漢文には関心があり、漢文の読み方も、高校生のとき、少し習った。しかし、この本を読み、知らなったことをいくつも新たに知った。

■ 漢文は暗号

漢文は、中国人の自然な会話を書き取ったものではない。漢文は文章語である。昔は字を彫っていたので、語を節約するように努めている。そのため、中国人であっても、簡単に読めるわけではない。

■ 主題語と説明語

漢文の先頭に来る語は主題であることが多い。その主題を続く語で説明する。主語、術語、目的語という英語の文法を漢文に当てはめて理解しようとしてもうまくいかない。

■ 漢文は孤立語

漢文には「てにをは」がない。また、英語にみられるような語尾変化もない。石ころがゴロゴロ並んでいるような具合である。そのため、文章の意味がひとつに定まらないことがある。

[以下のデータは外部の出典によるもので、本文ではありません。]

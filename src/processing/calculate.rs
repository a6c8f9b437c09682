//! Calculation entry points.
//!
//! Validates the two input strings and derives the full [`SubnetReport`]. Nothing
//! is derived when validation fails.

use crate::error::ValidationError;
use crate::models::{parse_addr, Subnet, SubnetReport, SubnetRequest};

/// Validate `address_text` and `prefix_text` and derive the subnet report.
///
/// # Examples
/// ```
/// use subnet_calculator::processing::calculate;
/// let report = calculate("192.168.1.10", "24").unwrap();
/// assert_eq!(report.broadcast, "192.168.1.255");
/// assert_eq!(report.total_hosts, 254);
/// ```
pub fn calculate(address_text: &str, prefix_text: &str) -> Result<SubnetReport, ValidationError> {
    log::debug!("calculate(address={address_text:?}, prefix={prefix_text:?})");

    let request = SubnetRequest::parse(address_text, prefix_text).map_err(|e| {
        log::debug!("rejected: {e}");
        e
    })?;
    let subnet = Subnet::derive(&request);
    log::trace!("derived {subnet:?}");

    let report = SubnetReport::from(&subnet);
    log::debug!("{request} -> {subnet}, {} hosts", report.total_hosts);
    Ok(report)
}

/// Same as [`calculate`] for `a.b.c.d/p` notation.
///
/// The address is checked first. A missing prefix on a well formed address is an
/// [`ValidationError::InvalidPrefixLength`]; a second `/` makes the address malformed.
pub fn calculate_cidr(cidr_text: &str) -> Result<SubnetReport, ValidationError> {
    let (address_text, prefix_text) = split_cidr(cidr_text)?;
    calculate(address_text, prefix_text)
}

/// Split `a.b.c.d/p` into address and prefix text.
pub fn split_cidr(cidr_text: &str) -> Result<(&str, &str), ValidationError> {
    let cidr_text = cidr_text.trim();
    let parts: Vec<&str> = cidr_text.split('/').collect();
    match parts.as_slice() {
        [address, prefix] => Ok((*address, *prefix)),
        [address] => {
            parse_addr(address)?;
            Err(ValidationError::invalid_prefix_length(""))
        }
        _ => Err(ValidationError::malformed_address(cidr_text)),
    }
}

著者の理解で関心したのは、「中国人の考え方にとって自然なことは何か」ということを含めて漢文を解釈しようとしていることである。漢文では、主要なことをまず挙げ、続いてその主題を後段で説明するようになっているらしい。著者はそういう、文章を書く者の発想、思想を捉えて文章を読もうとしている。これは本当に理解するという営みであろう。

著者の本を他にも読んでみたいが、電子化されているものは少なそうなので、図書館で借りて読もうかと思う。